Generally, there is no "policeman in the machine" in the professional world. For example, there's no such thing as professional video or audio gear that obeys copy-protection signals. And in cases where "policemen in the machine"
do exist, like with satellite encryption or scrambling, free exemptions can often easily be had as courtesies for various reasons. Walk into any local television station, for instance, and you will often find a Dish Network or DirecTV set-top box fully authorized for absolutely every channel. The reason: the newsies. When you're watching WNYW's 10 o'clock news in New York and see clips from a Lakers game with a "Fox Sports Los Angeles" logo in the corner of the screen, it's because they probably got it off their DirecTV box with all the regional sports channels forced on. Etc. In the professional world, access is a secondary concern; you're simply expected to honestly report and pay for anything you actually use. Same logic for WGN and Prevue Guide. As long as the cable companies not paying for WGN didn't give it to their subscribers, WGN wouldn't have cared less if those cable companies were descrambling it for other reasons.
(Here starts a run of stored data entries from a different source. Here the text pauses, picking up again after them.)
//! Shared application router builder.
//!
//! [`build_app_router`] is used by both the binary (`main.rs`) and the
//! integration tests (`tests/common/mod.rs`) so they run the same middleware
//! stack.

use std::time::Duration;

use axum::http::header::{AUTHORIZATION, CONTENT_TYPE};
use axum::http::{HeaderName, Method, StatusCode};
use axum::Router;
use tower_http::catch_panic::CatchPanicLayer;
use tower_http::cors::CorsLayer;
use tower_http::request_id::{MakeRequestUuid, PropagateRequestIdLayer, SetRequestIdLayer};
use tower_http::timeout::TimeoutLayer;
use tower_http::trace::{DefaultMakeSpan, DefaultOnResponse, TraceLayer};
use tracing::Level;

use crate::config::ServerConfig;
use crate::routes;
use crate::state::AppState;

/// Build the full application [`Router`] with all middleware layers.
///
/// Health and `/api/v1` routes sit behind the configured CORS policy, a
/// request timeout and panic recovery. `/functions/v1` sets its own
/// permissive headers and is not bounded by the request timeout: a fan-out
/// runs to completion so gone subscriptions are always pruned, and each
/// delivery carries its own HTTP timeout. The shared stack, from the outside
/// in:
///
/// 1. Set request ID on incoming requests
/// 2. Structured request/response tracing
/// 3. Propagate request ID to response
pub fn build_app_router(state: AppState, config: &ServerConfig) -> Router {
    let cors = build_cors_layer(config);
    let request_id_header = HeaderName::from_static("x-request-id");

    let api = Router::new()
        // Health check at root level (not under /api/v1).
        .merge(routes::health::router())
        // API v1 routes.
        .nest("/api/v1", routes::api_routes())
        // -- API middleware (applied bottom-up) --
        .layer(cors)
        .layer(CatchPanicLayer::new())
        .layer(TimeoutLayer::with_status_code(
            StatusCode::REQUEST_TIMEOUT,
            Duration::from_secs(config.request_timeout_secs),
        ));

    Router::new()
        .merge(api)
        // Push notification function.
        .nest("/functions/v1", routes::functions::router())
        // -- Shared middleware (applied bottom-up) --
        .layer(PropagateRequestIdLayer::new(request_id_header.clone()))
        .layer(
            TraceLayer::new_for_http()
                .make_span_with(DefaultMakeSpan::new().level(Level::INFO))
                .on_response(DefaultOnResponse::new().level(Level::INFO)),
        )
        .layer(SetRequestIdLayer::new(request_id_header, MakeRequestUuid))
        .with_state(state)
}

/// Build the CORS middleware layer from server configuration.
///
/// Panics at startup if any configured origin is invalid.
pub fn build_cors_layer(config: &ServerConfig) -> CorsLayer {
    let origins: Vec<_> = config
        .cors_origins
        .iter()
        .map(|o| {
            o.parse()
                .unwrap_or_else(|e| panic!("Invalid CORS origin '{o}': {e}"))
        })
        .collect();

    CorsLayer::new()
        .allow_origin(origins)
        .allow_methods([
            Method::GET,
            Method::POST,
            Method::PUT,
            Method::DELETE,
            Method::PATCH,
        ])
        .allow_headers([CONTENT_TYPE, AUTHORIZATION])
        .allow_credentials(true)
        .max_age(Duration::from_secs(3600))
}
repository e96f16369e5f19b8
//! Shared response envelope types for API handlers.

use serde::Serialize;

/// Standard `{ "data": T }` response envelope.
#[derive(Debug, Serialize)]
pub struct DataResponse<T: Serialize> {
    pub data: T,
}
//! Route definitions for the gallery and the project back office.

use axum::routing::{get, post, put};
use axum::Router;

use crate::handlers::project;
use crate::state::AppState;

/// Routes mounted at `/projects`.
///
/// ```text
/// GET    /           -> list_gallery
/// POST   /refresh    -> refresh_gallery (admin)
/// ```
pub fn public_router() -> Router<AppState> {
    Router::new()
        .route("/", get(project::list_gallery))
        .route("/refresh", post(project::refresh_gallery))
}

/// Routes mounted at `/admin/projects`.
///
/// ```text
/// GET    /                               -> list_projects
/// POST   /                               -> create_project
/// GET    /{id}                           -> get_project
/// PUT    /{id}                           -> update_project
/// DELETE /{id}                           -> delete_project
///
/// GET    /{id}/images                    -> list_images
/// POST   /{id}/images                    -> add_image
/// PUT    /{id}/images/order              -> reorder_images
/// PUT    /{id}/images/{image_id}         -> update_image
/// DELETE /{id}/images/{image_id}         -> delete_image
/// ```
pub fn admin_router() -> Router<AppState> {
    Router::new()
        .route("/", get(project::list_projects).post(project::create_project))
        .route(
            "/{id}",
            get(project::get_project)
                .put(project::update_project)
                .delete(project::delete_project),
        )
        .route(
            "/{id}/images",
            get(project::list_images).post(project::add_image),
        )
        .route("/{id}/images/order", put(project::reorder_images))
        .route(
            "/{id}/images/{image_id}",
            put(project::update_image).delete(project::delete_image),
        )
}
//! Well-known role name constants.
//!
//! These must match the values stored in `user_roles.role`.

/// The only role the back office consumes. Admins see the admin screens
/// and receive push notifications.
pub const ROLE_ADMIN: &str = "admin";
Besides, these people have ways of checking up on how well others are obeying the honor system. Remember when you were a kid, and Nickelodeon constantly had advertisements to send in a postcard for a chance to win some cheesy prize? And when the Disney Channel did too? As well as all the other channels? Well, contests do raise ratings, sure. But can you guess what their ulterior motive was? If you guessed finding out which zip codes (which cable companies) were carrying their signals, you guessed right. Back when C/Ku-band satellite feeds weren't scrambled (and even for many years after they first were, given how the early VC scrambling methods were easily pwned), giving a couple kids free t-shirts every month was a really cheap way to find out which cable companies to send their $1,000,000/hour lawyers crawling up the asses of with flashlights. (This trick went out of fashion when more secure encryption schemes got popular; as well as when cable industry competition from DBS providers started skewing the results.) Another example: radio stations generally get their music libraries for free. (If they pay anything, it's only for duplilcation should they use "library in a can" services like
TM-Century.) Yet to make sure stations paid their royalties for on-air performances, record companies actually hired people to listen to the stations in their areas and log the songs heard. (Nowadays, there are computerized listening posts in most markets that automatically make those logs, using audio pattern recognition software to identify all the music. Commercials too. Sponsors like knowing if their money actually gets their advertisements heard on air.)
So, yeah. The honor system. With occasional spying.
Anyway, and back to WGN, it was really easy in their case for cable companies to get access. United Video was the company responsible for
putting WGN on satellite, after all. With Prevue Guide's owners controlling WGN's VCII+ descrambling keys, any cable companies not carrying WGN but running Prevue Guide wouldn't have even needed to deal with WGN directly.